マクガバン・レポートは,その科学的根拠が批判されたにもかかわらず,1980年代になると『米国食事ガイドライン』『米国糖尿病学会食事療法ガイドライン』に『高糖質・低脂質食の推奨』という形で浸透していきました.
しかし,この米国からの『風』に,日本の学会は最初は困惑しました.それまでの日本は『米食偏重の日本人の食事は後進的だ.早く欧米の食事スタイルに追い付かなければならない』というスタンスだったからです.
1986年 日本糖尿病学会
食品交換表の第4版補が発行された1983年から3年後,1986年に 第29回日本糖尿病学会が開催されました.このプログラムに『ワークショップ VI 糖尿病食事療法の問題点』という討論会がありました.
第29回日本糖尿病学会総会記録 ワークショップ VI 糖尿病食事療法の問題点
ワークショップでは,5本の講演が行われていて,その記録があります.実際にはこのあとディスカッションが行われたはずですが,その内容は不明です.
- 食事と糖尿病 ― 疫学的見地より ―
- 食事と糖尿病 ― 実験的見地より ―
- 総エネルギー量とその組成をめぐって
- 食品の面からみた糖尿病食
- 糖尿病の病型と食事療法
このワークショップの序文を見ると『食事療法の問題点』と銘打たれているように,それまでの糖尿病食事療法に対して日本糖尿病学会内部でも『迷い』が生まれてきたことがうかがえます.
最近の糖尿病治療理念に基づく食事療法の基本的原則は,適正な摂取熱量と各栄養素の適正な補給(バランスがとれた食事)ということで通常の健康食の原則と変わりはない.
第29回日本糖尿病学会総会記録 ワークショップ VI 糖尿病食事療法の問題点
[中略]
最近米・英・加の糖尿病学会では従来の慣習的な低糖質・高脂肪食を改め,高糖質・低脂肪食が勧告されているが,これにも種々の議論があり[1]
[中略]
これまで栄養素中心に考えられてきたが,1970年代に食物繊維の有用性が指摘され,最近はglycemic indexの概念も提唱されるようになり[2],
[中略]
しかし,それらの試みについては賛否両論があり,いまだ理論的な根拠も十分とはいえないのが現状である.
[1]で述べているのは,マクガバン・レポートの波及により,欧米では『高糖質・低脂質こそが心疾患死亡率を下げる健康食』という風潮が出てきたことを指しています.
また [2]は,主として カナダのJenkins博士らが,『人体で消化・吸収されない食物繊維には,糖尿病薬と同じかそれ以上の血糖値低下がある』ので『Glycemic Indexの低い炭水化物を摂取すべき』という報告[↓]を指しています.

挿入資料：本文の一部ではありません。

// SPDX-License-Identifier: BUSL-1.1
// Copyright (c) 2026 Alfred Jean LLC

//! In-memory storage adapter for testing
#![cfg_attr(coverage_nightly, coverage(off))]

use super::{FlushError, StorageAdapter, StorageError, StorageOp};
use async_trait::async_trait;
use std::collections::{HashMap, HashSet};
use std::io;
use std::path::{Path, PathBuf};
use std::sync::{Arc, Mutex};

/// Recorded storage call
#[derive(Debug, Clone, PartialEq, Eq)]
pub enum StorageCall {
    Exists(PathBuf),
    Rename { from: PathBuf, to: PathBuf },
    Write { path: PathBuf, len: usize },
    Append { path: PathBuf, len: usize },
    Unlink(PathBuf),
    Mkdirp(PathBuf),
    Read(PathBuf),
    Flush { path: PathBuf, is_dir: bool },
    /// A handle was opened to service a flush
    Open(PathBuf),
}

#[derive(Default)]
struct FakeState {
    files: HashMap<PathBuf, Vec<u8>>,
    dirs: HashSet<PathBuf>,
    calls: Vec<StorageCall>,
    /// Calls allowed before every later call fails, simulating a crash
    crash_after: Option<usize>,
    fail_fsync: bool,
    fail_close: bool,
    /// File flushes left to fail on fsync before flushing works again
    failing_flushes: usize,
}

/// In-memory storage adapter with call recording and fault injection
#[derive(Clone)]
pub struct FakeStorage {
    state: Arc<Mutex<FakeState>>,
    dir_sync: bool,
}

impl Default for FakeStorage {
    fn default() -> Self {
        Self::new()
    }
}

impl FakeStorage {
    pub fn new() -> Self {
        Self {
            state: Arc::default(),
            dir_sync: true,
        }
    }

    /// Enable or disable fsync of directory handles
    pub fn with_dir_sync(mut self, enabled: bool) -> Self {
        self.dir_sync = enabled;
        self
    }

    fn lock(&self) -> std::sync::MutexGuard<'_, FakeState> {
        self.state.lock().unwrap_or_else(|e| e.into_inner())
    }

    /// Get all recorded calls
    pub fn calls(&self) -> Vec<StorageCall> {
        self.lock().calls.clone()
    }

    pub fn clear_calls(&self) {
        self.lock().calls.clear();
    }

    /// Current contents of a file
    pub fn file(&self, path: &Path) -> Option<Vec<u8>> {
        self.lock().files.get(path).cloned()
    }

    /// Current contents of a file as UTF-8 text
    pub fn file_text(&self, path: &Path) -> Option<String> {
        self.file(path)
            .map(|bytes| String::from_utf8_lossy(&bytes).into_owned())
    }

    /// Place a file directly, bypassing call recording
    pub fn set_file(&self, path: &Path, data: impl Into<Vec<u8>>) {
        let mut state = self.lock();
        add_ancestors(&mut state.dirs, path.parent());
        state.files.insert(path.to_path_buf(), data.into());
    }

    /// Remove a file directly, bypassing call recording
    pub fn delete_file(&self, path: &Path) {
        self.lock().files.remove(path);
    }

    /// Let `n` more calls succeed, then fail every call after them
    pub fn crash_after(&self, n: usize) {
        let mut state = self.lock();
        let made = state.calls.len();
        state.crash_after = Some(made + n);
    }

    /// Stop failing calls
    pub fn recover(&self) {
        self.lock().crash_after = None;
    }

    /// Make file flushes fail on fsync and/or close
    pub fn fail_flush(&self, fsync: bool, close: bool) {
        let mut state = self.lock();
        state.fail_fsync = fsync;
        state.fail_close = close;
    }

    /// Make only the next `n` file flushes fail on fsync
    pub fn fail_next_flushes(&self, n: usize) {
        self.lock().failing_flushes = n;
    }

    fn record(&self, call: StorageCall, op: StorageOp, path: &Path) -> Result<(), StorageError> {
        let mut state = self.lock();
        let limit = state.crash_after;
        let crashed = limit.is_some_and(|limit| state.calls.len() >= limit);
        state.calls.push(call);
        if crashed {
            return Err(StorageError::io(
                op,
                path,
                io::Error::other("simulated crash"),
            ));
        }
        Ok(())
    }
}

fn not_found(op: StorageOp, path: &Path) -> StorageError {
    StorageError::io(op, path, io::Error::from(io::ErrorKind::NotFound))
}

fn is_root(path: &Path) -> bool {
    path.as_os_str().is_empty() || path == Path::new(".") || path == Path::new("/")
}

fn dir_exists(state: &FakeState, dir: Option<&Path>) -> bool {
    match dir {
        None => true,
        Some(d) => is_root(d) || state.dirs.contains(d),
    }
}

fn add_ancestors(dirs: &mut HashSet<PathBuf>, dir: Option<&Path>) {
    let mut current = dir;
    while let Some(d) = current {
        if is_root(d) {
            break;
        }
        dirs.insert(d.to_path_buf());
        current = d.parent();
    }
}

#[async_trait]
impl StorageAdapter for FakeStorage {
    async fn exists(&self, path: &Path) -> Result<bool, StorageError> {
        self.record(StorageCall::Exists(path.to_path_buf()), StorageOp::Exists, path)?;
        let state = self.lock();
        Ok(state.files.contains_key(path) || is_root(path) || state.dirs.contains(path))
    }

    async fn rename(&self, from: &Path, to: &Path) -> Result<(), StorageError> {
        self.record(
            StorageCall::Rename {
                from: from.to_path_buf(),
                to: to.to_path_buf(),
            },
            StorageOp::Rename,
            from,
        )?;
        let mut state = self.lock();
        let data = state
            .files
            .remove(from)
            .ok_or_else(|| not_found(StorageOp::Rename, from))?;
        state.files.insert(to.to_path_buf(), data);
        Ok(())
    }

    async fn write_file(&self, path: &Path, data: &[u8]) -> Result<(), StorageError> {
        self.record(
            StorageCall::Write {
                path: path.to_path_buf(),
                len: data.len(),
            },
            StorageOp::Write,
            path,
        )?;
        let mut state = self.lock();
        if !dir_exists(&state, path.parent()) {
            return Err(not_found(StorageOp::Write, path));
        }
        state.files.insert(path.to_path_buf(), data.to_vec());
        Ok(())
    }

    async fn append_file(&self, path: &Path, data: &[u8]) -> Result<(), StorageError> {
        self.record(
            StorageCall::Append {
                path: path.to_path_buf(),
                len: data.len(),
            },
            StorageOp::Append,
            path,
        )?;
        let mut state = self.lock();
        if !dir_exists(&state, path.parent()) {
            return Err(not_found(StorageOp::Append, path));
        }
        state
            .files
            .entry(path.to_path_buf())
            .or_default()
            .extend_from_slice(data);
        Ok(())
    }

    async fn unlink(&self, path: &Path) -> Result<(), StorageError> {
        self.record(StorageCall::Unlink(path.to_path_buf()), StorageOp::Unlink, path)?;
        let mut state = self.lock();
        match state.files.remove(path) {
            Some(_) => Ok(()),
            None => Err(not_found(StorageOp::Unlink, path)),
        }
    }

    async fn mkdirp(&self, path: &Path) -> Result<(), StorageError> {
        self.record(StorageCall::Mkdirp(path.to_path_buf()), StorageOp::Mkdir, path)?;
        add_ancestors(&mut self.lock().dirs, Some(path));
        Ok(())
    }

    async fn read_file(&self, path: &Path) -> Result<Vec<u8>, StorageError> {
        self.record(StorageCall::Read(path.to_path_buf()), StorageOp::Read, path)?;
        self.lock()
            .files
            .get(path)
            .cloned()
            .ok_or_else(|| not_found(StorageOp::Read, path))
    }

    async fn flush(&self, path: &Path, is_dir: bool) -> Result<(), StorageError> {
        self.record(
            StorageCall::Flush {
                path: path.to_path_buf(),
                is_dir,
            },
            StorageOp::Open,
            path,
        )?;
        if is_dir && !self.dir_sync {
            return Ok(());
        }

        let mut state = self.lock();
        let present = if is_dir {
            dir_exists(&state, Some(path))
        } else {
            state.files.contains_key(path)
        };
        if !present {
            return Err(not_found(StorageOp::Open, path));
        }
        state.calls.push(StorageCall::Open(path.to_path_buf()));

        if !is_dir && state.failing_flushes > 0 {
            state.failing_flushes -= 1;
            return Err(FlushError {
                path: path.to_path_buf(),
                on_fsync: Some(io::Error::other("fsync failed")),
                on_close: None,
            }
            .into());
        }
        if is_dir || !(state.fail_fsync || state.fail_close) {
            return Ok(());
        }
        let on_fsync = state
            .fail_fsync
            .then(|| io::Error::other("fsync failed"));
        let on_close = state
            .fail_close
            .then(|| io::Error::other("close failed"));
        Err(FlushError {
            path: path.to_path_buf(),
            on_fsync,
            on_close,
        }
        .into())
    }
}

#[cfg(test)]
#[path = "fake_tests.rs"]
mod tests;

このGlycemic Indexの概念は,それまで 炭水化物/蛋白質/脂質の3栄養素だけを考えて,『どの比率がベストか』というのみの発想であったところに,全く別の成分,それも『消化・吸収されない成分が食後血糖値を下げる』『糖尿病の薬よりも効果がある』という触れ込みだったので,世界の糖尿病医学者は虚を突かれました.
これには,当時の糖尿病治療が手詰まり状態だったことも影響しています.
現在でこそ糖尿病の薬は10種類以上ありますが,1980年代は,まだ糖尿病治療薬と言えばSU剤以外にはない時代[※]で→長期のSU剤投与で膵臓が疲弊して二次無効になる→インスリンという単線コースしかなかった時代でした.
そんな時代に,薬を使わず,いや薬以上の効果が食物繊維の多い炭水化物で得られ,しかもそうすれば心疾患を増やす(と信じられていた)脂質に頼らなくても,カロリー設定が自由にできる,と夢のような話であったため,世界中の医師が注目しました.
[※]厳密には,もう1つ,当時既にビグアナイド(メトホルミン)は登場していたのですが,1970年代にビグアナイドの1種であるフェンホルミンで乳酸アシドーシスが多発したため,メトホルミンを含むすべてのビグアイナドは,実質上 使用禁止状態でした.
実際には,多くの食事で追試を行ってみると,『夢のような改善』は起こらなかったのですが,それでも当時は最先端の魅力を放っていました.
このワークショップの4番目の講演『食品の面からみた糖尿病食』でも,このように批判されています.
最近 Glycemic Indexが注目されているが,混合食として投与した場合には単品投与時ほど効果はなく,過大評価は禁物と思われた.
第29回日本糖尿病学会総会記録 ワークショップ VI 糖尿病食事療法の問題点
Glycemic Indexの著しく低い炭水化物【だけ】を食べると,たしかに食後血糖値は上がらないのですが[※],普通の食事にそれらを添加しても ほとんど何も変化がみられなかったのです.
[※]たとえばこの論文です.
この頃までは 日本糖尿病学会は 迷いながらも まだ冷静であったと思います.